Na contramão do direito internacional, os Estados Unidos, a mando de Donald Trump, vêm deportando em massa brasileiros que tentam entrar de maneira ilegal no país cruzando a fronteira com o México ou que estejam em busca de asilo. Ao todo, 17.900 brasileiros foram capturados pelas patrulhas americanas, desde o dia 1º de outubro de 2018. Ao pedirem asilo na fronteira são, automaticamente, enviados ao México e ficam apreendidos em um terceiro país, a fim de esperar o término da tramitação do processo. Incoerente é a palavra para classificar o que Trump faz com os imigrantes, ainda que amparado pelo programa Protocolo de Proteção do Imigrante (MPP, na sigla em inglês). Abandonados em um país onde não queriam estar, em centros de detenção, imigrantes relatam dificuldade em se comunicar com parentes e denunciam a comida fria e ruim. “Buscar asilo não é imigração ilegal — é algo protegido pelas leis internacionais para garantir que os países não enviem pessoas de volta a lugares onde suas vidas ou liberdade são ameaçadas”, disse Clara Long, pesquisadora sênior da Human Rights Watch EUA. Para deportar todos, serão necessários pelo menos sessenta voos.
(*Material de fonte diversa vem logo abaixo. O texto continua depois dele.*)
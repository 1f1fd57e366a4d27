use crate::utils::error::{MathApiError, Result};
use std::net::IpAddr;

pub trait Validate {
    fn validate(&self) -> Result<()>;
}

pub fn validate_bind_addr(field_name: &str, addr: &str) -> Result<()> {
    if addr.is_empty() {
        return Err(MathApiError::InvalidConfigValueError {
            field: field_name.to_string(),
            value: addr.to_string(),
            reason: "Bind address cannot be empty".to_string(),
        });
    }

    match addr.parse::<IpAddr>() {
        Ok(_) => Ok(()),
        Err(e) => Err(MathApiError::InvalidConfigValueError {
            field: field_name.to_string(),
            value: addr.to_string(),
            reason: format!("Invalid IP address: {}", e),
        }),
    }
}

pub fn validate_port(field_name: &str, port: u16) -> Result<()> {
    if port == 0 {
        return Err(MathApiError::InvalidConfigValueError {
            field: field_name.to_string(),
            value: port.to_string(),
            reason: "Port must be non-zero".to_string(),
        });
    }
    Ok(())
}

pub fn validate_non_empty_string(field_name: &str, value: &str) -> Result<()> {
    if value.trim().is_empty() {
        return Err(MathApiError::InvalidConfigValueError {
            field: field_name.to_string(),
            value: value.to_string(),
            reason: "Value cannot be empty or whitespace-only".to_string(),
        });
    }
    Ok(())
}

pub fn validate_required_field<'a, T>(field_name: &str, value: &'a Option<T>) -> Result<&'a T> {
    value
        .as_ref()
        .ok_or_else(|| MathApiError::MissingConfigError {
            field: field_name.to_string(),
        })
}

pub fn validate_range<T: PartialOrd + std::fmt::Display + Copy>(
    field_name: &str,
    value: T,
    min: T,
    max: T,
) -> Result<()> {
    if value < min || value > max {
        return Err(MathApiError::InvalidConfigValueError {
            field: field_name.to_string(),
            value: value.to_string(),
            reason: format!("Value must be between {} and {}", min, max),
        });
    }
    Ok(())
}
use tracing_subscriber::{layer::SubscriberExt, util::SubscriberInitExt, EnvFilter};

pub fn init_cli_logger(verbose: bool) {
    let filter = if verbose {
        EnvFilter::try_from_default_env()
            .unwrap_or_else(|_| EnvFilter::new("math_api=debug,tower_http=debug,info"))
    } else {
        EnvFilter::try_from_default_env().unwrap_or_else(|_| EnvFilter::new("math_api=info"))
    };

    tracing_subscriber::registry()
        .with(filter)
        .with(
            tracing_subscriber::fmt::layer()
                .with_target(false)
                .with_thread_ids(false)
                .with_file(false)
                .with_line_number(false)
                .compact(),
        )
        .init();
}

pub fn init_json_logger() {
    let filter =
        EnvFilter::try_from_default_env().unwrap_or_else(|_| EnvFilter::new("math_api=info"));

    tracing_subscriber::registry()
        .with(filter)
        .with(
            tracing_subscriber::fmt::layer()
                .with_target(false)
                .with_thread_ids(false)
                .with_file(false)
                .with_line_number(false)
                .json(), // JSON format for log collectors
        )
        .init();
}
Em Ciudad Juárez, no México, eles aguardam a tramitação do processo por um tempo indeterminado, pois cada caso é analisado de maneira individual. Por isso, o direito internacional não aconselha a deportação em massa, já que há situações jurídicas diferentes. No limbo da espera, deportados ficam perdidos com muitas perguntas e poucas respostas. “Eu tinha uma audiência marcada, tudo estava marcado, mas eles não me deixaram ficar nos Estados Unidos”, explicou à Reuters a brasileira Tânia Costa. Além de Trump transferir suas responsabilidades para a terceiros, a justificativa do México para mediar a deportação é a boa relação diplomática com o Brasil. O número de apreensões na fronteira EUA-México também é uma forma de o presidente americano justificar o polêmico muro que separa os dois países, que já consumiu US$ 5,6 bilhões. “É uma política perigosa e prejudicial. Ela permite que os oficiais de fronteira dos EUA retornem os requerentes de asilo não mexicanos para locais perigosos no México, pois suas reivindicações são julgadas nos tribunais de imigração, quase todos sem o benefício de assistência legal”, afirmou Clara.

Situação Precária

No Aeroporto Internacional de Belo Horizonte, em Confins, no dia 24, cinquenta brasileiros deportados chegaram praticamente sem mala e sem cuia. Com poucos pertences em mãos, eles viajaram dos Estados Unidos até a capital do México algemados e precisaram colocar todas suas coisas em uma pequena sacola plástica. Alguns só tinham a roupa do corpo. Esse é o segundo voo que chega ao Brasil com deportados. Setenta voltaram para a capital mineira no dia 26 de outubro do ano passado. “No Direito Internacional aconselhamos que essas deportações sejam pontuais, em determinados casos específicos. Um acordo no Brasil previa que, se ocorressem, elas seriam feitas caso a caso e não seria permitida a deportação em massa”, esclarece o cientista social Leandro Consentino, professor do Insper.

O recrudescimento das políticas imigratórias é um aceno de Donald Trump ao seu eleitorado e, apesar de se tratar de uma mudança drástica em relação ao governo Obama, não é uma surpresa. Trump levou a maioria dos votos americanos ao levantar a bandeira do nacionalismo, contra a entrada de imigrantes no país. Jair Bolsonaro demonstra não estar preocupado com a expulsão dos conterrâneos e aproveita a onda para firmar relações com os Estados Unidos. Em discurso em Nova Délhi, na Índia, ele declarou: “Em qualquer país do mundo onde as pessoas estejam de forma clandestina é um direito daquele chefe de Estado, usando da lei, devolver esses nacionais”, disse. Pela situação precária dos brasileiros e pelas reações de Trump e Bolsonaro, a integração global, idealizada a partir dos anos 1990, virou mesmo letra morta.